Türkiye’nin bu rahatlamaya ihtiyacı vardı. 2 Kasım sabahına yine koalisyon ile uyanan bir Türkiye hem Anadolu’nun hem de yakın doğunun ciddi manada siyasal kaosa sürükleneceği bir döneme girecekti. Her şeye rağmen 2 Kasım sabahı Türkiye halkları birçok endişeyi geride bırakarak uyandı.
Ancak şu an gelinen durum kimseyi rehavete sürüklemesin. Türkiye’nin mevcut siyasal yapısında ki kör nokta hala varlığı korumaktadır. Türkiye’nin acil bir şekilde yeni anayasa ile beraber siyasal sisteminin değişimine ihtiyacı vardır. Bu ister parlamenter sistem olsun, ister başkanlık sistemi olsun hiç fark etmez; ama mevcut hali ile manipüslasyonlara açık bir kör nokta hala olduğu yerde durmaktadır.

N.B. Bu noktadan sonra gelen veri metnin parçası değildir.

//! Labelled question sets.
//!
//! A dataset is a two-column CSV with a header row: the question, then the
//! expected answer. Column names are free; position decides.

use std::fs::File;
use std::io::Read;
use std::path::Path;

use serde::{Deserialize, Serialize};

use crate::{MimirError, Result};

/// One labelled question. `id` is its 0-based position in the source file.
#[derive(Debug, Clone, PartialEq, Eq, Serialize, Deserialize)]
pub struct Row {
    pub id: usize,
    pub question: String,
    pub label: String,
}

/// Ordered, immutable question set replayed by every sweep configuration.
#[derive(Debug, Clone, Default, PartialEq, Eq)]
pub struct Dataset {
    rows: Vec<Row>,
}

impl Dataset {
    /// Build from `(question, label)` pairs, numbering rows in order.
    pub fn from_pairs<I, Q, L>(pairs: I) -> Self
    where
        I: IntoIterator<Item = (Q, L)>,
        Q: Into<String>,
        L: Into<String>,
    {
        let rows = pairs
            .into_iter()
            .enumerate()
            .map(|(id, (question, label))| Row {
                id,
                question: question.into(),
                label: label.into(),
            })
            .collect();
        Self { rows }
    }

    /// Read a CSV file, keeping at most `limit` rows.
    pub fn from_csv_path(path: impl AsRef<Path>, limit: Option<usize>) -> Result<Self> {
        let path = path.as_ref();
        let file = File::open(path).map_err(|e| {
            MimirError::Dataset(format!("failed to open dataset {}: {e}", path.display()))
        })?;
        Self::from_reader(file, limit)
    }

    /// Read CSV from any reader, keeping at most `limit` rows.
    pub fn from_reader<R: Read>(reader: R, limit: Option<usize>) -> Result<Self> {
        let mut csv = csv::ReaderBuilder::new()
            .has_headers(true)
            .trim(csv::Trim::All)
            .from_reader(reader);

        let headers = csv.headers()?;
        if headers.len() != 2 {
            return Err(MimirError::Dataset(format!(
                "expected a header with 2 columns (question, label), found {}",
                headers.len()
            )));
        }

        let mut rows = Vec::new();
        for (id, record) in csv.records().enumerate() {
            if limit.is_some_and(|limit| rows.len() >= limit) {
                break;
            }
            let record = record?;
            let (Some(question), Some(label)) = (record.get(0), record.get(1)) else {
                return Err(MimirError::Dataset(format!("row {id}: expected 2 columns")));
            };
            if question.is_empty() || label.is_empty() {
                return Err(MimirError::Dataset(format!(
                    "row {id}: question and label must be non-empty"
                )));
            }
            rows.push(Row {
                id,
                question: question.to_string(),
                label: label.to_string(),
            });
        }

        Ok(Self { rows })
    }

    pub fn rows(&self) -> &[Row] {
        &self.rows
    }

    pub fn len(&self) -> usize {
        self.rows.len()
    }

    pub fn is_empty(&self) -> bool {
        self.rows.is_empty()
    }
}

Hiç umulmayan bir yerden gelen politik bir kriz veya ekonomik bir süreç Türkiye’nin bu açığına nişan alabilir. Ve bunun akabinde 7 Haziran sendromu Türkiye’de yeniden baş gösterebilir.

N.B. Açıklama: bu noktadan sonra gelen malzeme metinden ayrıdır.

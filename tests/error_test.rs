use std::time::Duration;

use mimir::{ErrorKind, MimirError, Result};

#[test]
fn test_error_display() {
    let err = MimirError::UnsupportedModel("gpt-2".to_string());
    assert!(err.to_string().contains("gpt-2"));

    let err = MimirError::DimensionMismatch {
        expected: 384,
        actual: 768,
    };
    assert!(err.to_string().contains("384"));
    assert!(err.to_string().contains("768"));
}

#[test]
fn test_result_alias() {
    fn returns_error() -> Result<()> {
        Err(MimirError::EmptyResponse)
    }
    assert!(returns_error().is_err());
}

// ============================================================================
// Taxonomy
// ============================================================================

#[test]
fn transient_errors() {
    assert!(MimirError::RateLimited { retry_after: None }.is_transient());
    assert!(MimirError::Http("connection reset".into()).is_transient());
    assert!(MimirError::EmptyResponse.is_transient());
    for status in [408, 429, 500, 502, 503] {
        let err = MimirError::Api {
            status,
            message: "upstream".into(),
        };
        assert!(err.is_transient(), "status {status} should be transient");
        assert_eq!(err.kind(), ErrorKind::TransientUpstream);
    }
}

#[test]
fn non_transient_errors() {
    assert!(!MimirError::AuthenticationFailed.is_transient());
    assert!(!MimirError::InvalidInput("empty".into()).is_transient());
    assert!(!MimirError::UnsupportedModel("x".into()).is_transient());
    assert!(
        !MimirError::UpstreamUnavailable {
            attempts: 6,
            last_error: "rate limited".into()
        }
        .is_transient()
    );
    for status in [400, 404, 422] {
        let err = MimirError::Api {
            status,
            message: "bad request".into(),
        };
        assert!(!err.is_transient(), "status {status} should not be transient");
        assert_eq!(err.kind(), ErrorKind::Configuration);
    }
}

#[test]
fn kinds() {
    assert_eq!(
        MimirError::InvalidInput("x".into()).kind(),
        ErrorKind::InvalidInput
    );
    assert_eq!(MimirError::Dataset("x".into()).kind(), ErrorKind::InvalidInput);
    assert_eq!(
        MimirError::DimensionMismatch {
            expected: 1,
            actual: 2
        }
        .kind(),
        ErrorKind::Configuration
    );
    assert_eq!(
        MimirError::AuthenticationFailed.kind(),
        ErrorKind::Configuration
    );
    assert_eq!(MimirError::Store("x".into()).kind(), ErrorKind::Internal);
}

#[test]
fn embedding_errors_keep_their_class() {
    let err = MimirError::Embedding(Box::new(MimirError::RateLimited { retry_after: None }));
    assert!(err.is_embedding_failure());
    assert_eq!(err.kind(), ErrorKind::TransientUpstream);
    assert!(!err.is_fatal_to_configuration());
    assert!(err.to_string().starts_with("embedding failed: rate limited"));

    let err = MimirError::Embedding(Box::new(MimirError::AuthenticationFailed));
    assert!(err.is_fatal_to_configuration());
    assert!(!MimirError::AuthenticationFailed.is_embedding_failure());
}

#[test]
fn retry_after_only_for_rate_limits() {
    let err = MimirError::RateLimited {
        retry_after: Some(Duration::from_secs(7)),
    };
    assert_eq!(err.retry_after(), Some(Duration::from_secs(7)));
    assert_eq!(MimirError::Http("x".into()).retry_after(), None);
}

#[test]
fn fatal_to_configuration() {
    assert!(MimirError::AuthenticationFailed.is_fatal_to_configuration());
    assert!(MimirError::Store("corrupt".into()).is_fatal_to_configuration());
    assert!(
        !MimirError::UpstreamUnavailable {
            attempts: 6,
            last_error: "x".into()
        }
        .is_fatal_to_configuration()
    );
    assert!(!MimirError::InvalidInput("x".into()).is_fatal_to_configuration());
}

#[test]
fn io_and_json_convert() {
    let io: MimirError = std::io::Error::other("disk full").into();
    assert_eq!(io.kind(), ErrorKind::Internal);

    let json: MimirError = serde_json::from_str::<u32>("nope").unwrap_err().into();
    assert_eq!(json.kind(), ErrorKind::Internal);
}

Türkiye halkları 1 Kasım seçimlerinde göstermiş oldukları irade ile Anadolu halkının deruni bir duruş sergilediği ve partizanca bir tavır yerine; Devlet Ebed-i Müddet anlayışı ile hareket ettiği ve devlet mekanizmasını Ak parti mekanizmasından üstün tuttuğunu göstermiştir.
Oysa bu süreçte, gösterilen tavrı partizanca bir duruş olarak yorumlayan ve bu yönde tahliller yapmaya çalışan bazı siyaset bilimciler, değişen oy dağılımlarının hiçbir sosyolojik ve siyasal açıklamasının olmadığını televizyon ekranlarında haykırarak belirttiler. Ancak bütün bu tahlilleri yaparken Anadolu insanının deruniliğinin altında yatan toprak sevgisini göz ardı ettiler. Bu ak parti iktidarının bir başarısı değildir. Bu tohumun toprakta çatlayarak gökyüzüne kavuşması gibi halkımızın ahlak, erdem ve iman buluşmasının bir tezahürüdür. Yani su aktı yatağını buldu…
Yeni bir anayasa ve yeni bir siyasal sistemin bu topraklar için zaruri göründüğü bu konjonktürde, bu süreçlerin geçmişe nazaran çok daha sancılı olacağı ve bu süreç içerisinde oluşabilecek en ufak bir zafiyette bazı odakların bu kör nokta ya nişan alarak Türkiye de kaos ve siyasal gerilimlerin oluşturulması noktasında pusuda beklemekte olduklarını unutmamamız gerekmektedir.